石原 セキュリティーは個々の対策だけでなく、最終的にはあらゆる場所に伸びたネットワークからテレメトリーで情報を収集した上で、何が起こっているかの推測が必要になります。

岸上 オブザーバビリティーですね。だからこそ、ネットワークのトータルでの信頼性や安全性、堅牢性を考えることが重要で、その観点だと、先日買収された米Splunk(スプランク)の話にもつながるわけですね。

石原 「Splunk」とシスコの連携は、更なる進化で今後より経済的で高度な分析処理を提供していきます。加えて、先日発表したセキュリティアーキテクチャー「Cisco Hypershield」は、「AIネイティブ」「クラウドネイティブ」「高度な分散処理」を柱としています。Hypershieldでは、eBPFと呼ばれるOSカーネルをコントロールするクラウドネイティブ技術や、第三のプロセッサーとして注目されているDPU(データプロセッシングユニット)によるハードウェアアクセラレーションなどの最先端技術とAIとを組み合わせることによって、すべてのクラウドを横断してアプリケーションやネットワーク動作の異常を分析、対応します。Cisco Security Cloudに組み込まれ、24年8月に提供を開始する予定です。

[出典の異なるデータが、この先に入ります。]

use std::fs::File;
use std::io::{self, BufRead, BufReader};
use std::path::Path;

use log::{debug, info, warn, LevelFilter};

use failure::{Error, Fail};

use log4rs::append::console::{ConsoleAppender, Target};
use log4rs::config::{Appender, Config as LogConfig, Root};
use log4rs::encode::pattern::PatternEncoder;

mod config;
use crate::config::Config;

mod shell;
use crate::shell::Shell;

const SCORE_CONFIG: &str = "SCORE_CONFIG";
const DEFAULT_SCORE_CONFIG: &str = "score.toml";

const SCORE_LOG_CONFIG: &str = "SCORE_LOG_CONFIG";
const DEFAULT_SCORE_LOG_CONFIG: &str = "log4rs.yaml";

const LOG_PATTERN: &str = "{d(%H:%M:%S%.3f)} {l:5} {t} - {m}{n}";

#[derive(Debug, Fail)]
enum MainError {
  #[fail(display = "Failed to init logging: {}", cause)]
  LoggingInit { cause: String },

  #[fail(display = "Failed to open the script {}: {}", path, cause)]
  OpenScript { path: String, cause: io::Error },
}

fn main() -> Result<(), Error> {
  init_logging()?;

  let config = init_config()?;

  let input = open_input()?;

  run(input, &config)
}

fn init_logging() -> Result<(), Error> {
  let log_config_path =
    std::env::var(SCORE_LOG_CONFIG).unwrap_or_else(|_| DEFAULT_SCORE_LOG_CONFIG.to_string());

  if Path::new(&log_config_path).exists() {
    log4rs::init_file(log_config_path.as_str(), Default::default()).map_err(|err| {
      MainError::LoggingInit {
        cause: err.to_string(),
      }
    })?;
  } else {
    let stderr = ConsoleAppender::builder()
      .target(Target::Stderr)
      .encoder(Box::new(PatternEncoder::new(LOG_PATTERN)))
      .build();

    let log_config = LogConfig::builder()
      .appender(Appender::builder().build("stderr", Box::new(stderr)))
      .build(Root::builder().appender("stderr").build(LevelFilter::Warn))
      .map_err(|err| MainError::LoggingInit {
        cause: err.to_string(),
      })?;

    log4rs::init_config(log_config).map_err(|err| MainError::LoggingInit {
      cause: err.to_string(),
    })?;
  }

  Ok(())
}

fn init_config() -> Result<Config, Error> {
  let config_path =
    std::env::var(SCORE_CONFIG).unwrap_or_else(|_| DEFAULT_SCORE_CONFIG.to_string());

  let config = if Path::new(&config_path).exists() {
    info!("Loading configuration from {} ...", config_path);
    Config::from_file(config_path.as_str())?
  } else {
    info!("No configuration at {}, using defaults", config_path);
    Config::default()
  };
  debug!("{:#?}", config);

  Ok(config)
}

/// The script named by the first argument, stdin otherwise.
fn open_input() -> Result<Box<dyn BufRead>, Error> {
  match std::env::args().nth(1) {
    Some(path) => {
      let file = File::open(&path).map_err(|cause| MainError::OpenScript {
        path: path.clone(),
        cause,
      })?;
      Ok(Box::new(BufReader::new(file)))
    }
    None => Ok(Box::new(BufReader::new(io::stdin()))),
  }
}

fn run(input: Box<dyn BufRead>, config: &Config) -> Result<(), Error> {
  let mut shell = Shell::new(&config.file);

  for (index, line) in input.lines().enumerate() {
    let line = line?;
    if config.shell.echo && !line.trim().is_empty() {
      println!("> {}", line);
    }
    match shell.execute(&line) {
      Ok(output) => {
        if !output.is_empty() {
          println!("{}", output);
        }
      }
      Err(err) => {
        warn!("line {}: {}", index + 1, err);
        println!("error at line {}: {}", index + 1, err);
      }
    }
  }

  Ok(())
}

岸上 いまお話のあったSplunkやCisco Hypershieldに関してはパートナー様からの関心も高く、当社でもナレッジ収集、技術習得を進め、パートナー様へご紹介できるよう動き始めています。また、当社にはTechDeskというパートナー様からの質問に対して背景をくみ取って解決策を提示する技術支援部門がありますが、この部門でもAI活用の模索を開始しています。将来的に国内随一のナレッジやノウハウを持ち、シスコ製品およびその関連ソリューションに特化したAIエキスパートの提供を目指しています。

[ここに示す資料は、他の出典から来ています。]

use std::fmt::Write;
use std::str::{FromStr, SplitWhitespace};

use failure::Fail;
use log::debug;

use score_core::config::FileConfig;
use score_core::file::{File, FileError};
use score_core::note::NoteRef;
use score_core::notesystem::{CHANMASK_DRUMS, CHANMASK_NODRUMS};
use score_core::time::{Signature, Tempo, Ticks};
use score_core::track::{Track, TrackId};

#[derive(Debug, Fail)]
pub enum ShellError {
  #[fail(display = "Unknown command {}", command)]
  UnknownCommand { command: String },

  #[fail(display = "Missing argument <{}>", name)]
  MissingArgument { name: &'static str },

  #[fail(display = "Invalid argument <{}>: {}", name, value)]
  InvalidArgument { name: &'static str, value: String },

  #[fail(display = "There is no track at position {}", position)]
  UnknownTrack { position: usize },

  #[fail(display = "No note at {} with pitch {}", on, pitch)]
  NoteNotFound { on: Ticks, pitch: i16 },

  #[fail(display = "{}", cause)]
  File { cause: FileError },
}

impl From<FileError> for ShellError {
  fn from(cause: FileError) -> ShellError {
    ShellError::File { cause }
  }
}

pub type ShellResult<T> = Result<T, ShellError>;

struct Args<'a> {
  words: SplitWhitespace<'a>,
}

impl<'a> Args<'a> {
  fn next<T: FromStr>(&mut self, name: &'static str) -> ShellResult<T> {
    let word = self
      .words
      .next()
      .ok_or(ShellError::MissingArgument { name })?;
    word.parse().map_err(|_| ShellError::InvalidArgument {
      name,
      value: word.to_string(),
    })
  }

  fn ticks(&mut self, name: &'static str) -> ShellResult<Ticks> {
    self.next::<i32>(name).map(Ticks::new)
  }

  fn optional(&mut self) -> Option<&'a str> {
    self.words.next()
  }
}

/// Line oriented command interpreter over a [`File`].
pub struct Shell {
  file: File,
}

impl Shell {
  pub fn new(config: &FileConfig) -> Shell {
    Shell {
      file: File::new(config),
    }
  }

  pub fn file(&self) -> &File {
    &self.file
  }

  /// Runs one command line, returning what it prints. Blank lines and `#` comments
  /// print nothing.
  pub fn execute(&mut self, line: &str) -> ShellResult<String> {
    let line = line.split('#').next().unwrap_or("");
    let mut words = line.split_whitespace();
    let command = match words.next() {
      Some(command) => command,
      None => return Ok(String::new()),
    };
    debug!("Command: {}", line.trim());

    let mut args = Args { words };
    let mut out = String::new();
    match command {
      "track" => {
        let chanmask = match args.optional() {
          None => CHANMASK_NODRUMS,
          Some("drums") => CHANMASK_DRUMS,
          Some(value) => {
            return Err(ShellError::InvalidArgument {
              name: "kind",
              value: value.to_string(),
            })
          }
        };
        self.file.add_track(chanmask)?;
        let _ = write!(out, "track {}", self.file.tracks().count() - 1);
      }
      "note" => {
        let track = self.track_arg(&mut args)?;
        let on = args.ticks("on")?;
        let off = args.ticks("off")?;
        let pitch = args.next("pitch")?;
        let note = self.file.insert_note(track, on, off, pitch)?;
        let _ = write!(out, "{}", self.file.note(note)?);
      }
      "erase" => {
        let note = self.note_arg(&mut args)?;
        self.file.erase_note(note)?;
      }
      "channel" => {
        let note = self.note_arg(&mut args)?;
        let channel = match args.optional() {
          Some("none") => None,
          Some(value) => Some(value.parse().map_err(|_| ShellError::InvalidArgument {
            name: "channel",
            value: value.to_string(),
          })?),
          None => return Err(ShellError::MissingArgument { name: "channel" }),
        };
        self.file.set_note_channel(note, channel)?;
      }
      "pitch" => {
        let note = self.note_arg(&mut args)?;
        let pitch = args.next("new")?;
        self.file.set_note_pitch(note, pitch)?;
      }
      "program" => {
        let track = self.track_arg(&mut args)?;
        let program = args.next("program")?;
        self.file.set_program(track, program)?;
      }
      "tempo" => {
        let time = args.ticks("time")?;
        let bpm = args.next("bpm")?;
        self.file.set_tempo(time, Tempo::from_bpm(bpm))?;
      }
      "signature" => {
        let time = args.ticks("time")?;
        let num_beats = args.next("beats")?;
        let note_value: u8 = args.next("note value")?;
        let signature =
          Signature::checked(num_beats, note_value).ok_or(ShellError::InvalidArgument {
            name: "note value",
            value: note_value.to_string(),
          })?;
        self.file.set_signature(time, signature)?;
      }
      "commit" => {
        let revision = self.file.commit()?;
        let _ = write!(out, "revision {}", revision);
      }
      "update" => {
        let revision = self.file.find_revision(args.next("revision")?)?;
        self.file.update(revision)?;
      }
      "revert" => self.file.revert()?,
      "range" => {
        let track = self.track_arg(&mut args)?;
        let begin = args.ticks("begin")?;
        let end = args.ticks("end")?;
        if let Some(track) = self.file.track(track) {
          let notes = track.range(begin, end, i16::min_value(), i16::max_value());
          for node in notes {
            let _ = writeln!(out, "{}", track.note(node));
          }
        }
      }
      "measures" => {
        let begin = args.ticks("begin")?;
        let end = args.ticks("end")?;
        for measure in self.file.measures(begin, end) {
          let _ = writeln!(
            out,
            "{} [{}, {}) {}",
            measure.number, measure.begin, measure.end, measure.signature
          );
        }
      }
      "dump" => self.dump(&mut out),
      _ => {
        return Err(ShellError::UnknownCommand {
          command: command.to_string(),
        })
      }
    }
    Ok(out.trim_end().to_string())
  }

  fn dump(&self, out: &mut String) {
    match self.file.current_revision() {
      Some(revision) => {
        let _ = writeln!(out, "revision {}", revision);
      }
      None => {
        let _ = writeln!(out, "no revision");
      }
    }
    for (position, track) in self.file.tracks().enumerate() {
      let _ = writeln!(out, "track {}: {} notes", position, track.len());
      for (_, note) in track.notes() {
        let _ = writeln!(out, "  {}", note);
      }
    }
  }

  fn track_arg(&self, args: &mut Args) -> ShellResult<TrackId> {
    let position = args.next("track")?;
    self
      .file
      .tracks()
      .nth(position)
      .map(Track::id)
      .ok_or(ShellError::UnknownTrack { position })
  }

  fn note_arg(&self, args: &mut Args) -> ShellResult<NoteRef> {
    let track = self.track_arg(args)?;
    let on = args.ticks("on")?;
    let pitch = args.next("pitch")?;
    self
      .file
      .track(track)
      .and_then(|data| {
        data
          .notes()
          .find(|(_, note)| note.on == on && note.pitch == pitch)
      })
      .map(|(node, _)| NoteRef { track, node })
      .ok_or(ShellError::NoteNotFound { on, pitch })
  }
}

#[cfg(test)]
mod test {

  use super::{Shell, ShellError};
  use score_core::config::FileConfig;

  fn run(shell: &mut Shell, lines: &[&str]) -> Vec<String> {
    lines
      .iter()
      .map(|line| shell.execute(line).unwrap())
      .collect()
  }

  #[test]
  pub fn comments_and_blanks() {
    let mut shell = Shell::new(&FileConfig::default());
    assert_eq!(shell.execute("").unwrap(), "");
    assert_eq!(shell.execute("   # nothing").unwrap(), "");
  }

  #[test]
  pub fn notes_and_history() {
    let mut shell = Shell::new(&FileConfig::default());
    let out = run(
      &mut shell,
      &[
        "track",
        "note 0 0 10 60",
        "note 0 5 15 62 # overlapping",
        "commit",
        "channel 0 0 60 3",
        "commit",
        "update 0",
      ],
    );
    assert_eq!(out[0], "track 0");
    assert_eq!(out[1], "[0, 10) pitch 60");
    assert_eq!(out[3], "revision 0");
    assert_eq!(out[5], "revision 1");
    assert_eq!(shell.file().channel(3).len(), 0);

    shell.execute("update 1").unwrap();
    assert_eq!(shell.file().channel(3).len(), 1);
    assert_eq!(
      shell.execute("range 0 8 20").unwrap(),
      "[0, 10) pitch 60 channel 3\n[5, 15) pitch 62"
    );
  }

  #[test]
  pub fn measures() {
    let mut shell = Shell::new(&FileConfig::default());
    shell.execute("signature 960 3 4").unwrap();
    assert_eq!(
      shell.execute("measures 0 1700").unwrap(),
      "1 [0, 960) 4/4\n2 [960, 1680) 3/4\n3 [1680, 2400) 3/4"
    );
  }

  #[test]
  pub fn errors() {
    let mut shell = Shell::new(&FileConfig::default());
    match shell.execute("bogus") {
      Err(ShellError::UnknownCommand { command }) => assert_eq!(command, "bogus"),
      other => panic!("unexpected {:?}", other),
    }
    match shell.execute("note 0 0 10 60") {
      Err(ShellError::UnknownTrack { position }) => assert_eq!(position, 0),
      other => panic!("unexpected {:?}", other),
    }
    shell.execute("track").unwrap();
    match shell.execute("note 0 0") {
      Err(ShellError::MissingArgument { name }) => assert_eq!(name, "off"),
      other => panic!("unexpected {:?}", other),
    }
    match shell.execute("erase 0 0 60") {
      Err(ShellError::NoteNotFound { .. }) => {}
      other => panic!("unexpected {:?}", other),
    }
    assert!(shell.execute("signature 0 3 5").is_err());
    assert!(shell.execute("update 4").is_err());
  }
}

石原 シスコはAIにも大規模投資をしていて、既に多くの製品に機械学習やAI Assistantが実装されています。例えば、初中級のエンジニアであってもAIにより、ある程度脅威検知や脆弱な箇所の把握ができるようになり、技術の習熟が早まるという期待もあります。ただ、AIも100%正しいわけではなく、最終判断は人です。

岸上 今、当社に対してシスコセキュリティの相談や引き合いが格段に増えています。日本市場では、他社のソリューションと比較した場合のシスコへの期待値やソリューション自体の理解が高まっていると感じています。当社ではこのトレンドを捉えて、国内パートナー様が素早くデリバリーできるよう、しっかり支援していきます。

石原 次世代インフラを支援させていただくにあたり、われわれメーカーだけでは十分な対応はできないため、プロフェッショナル集団であるネットワンパートナーズ様と一緒に、お客様にとって最も「安全で、快適で、シンプルなプラットフォーム」を提供していきたいと思います。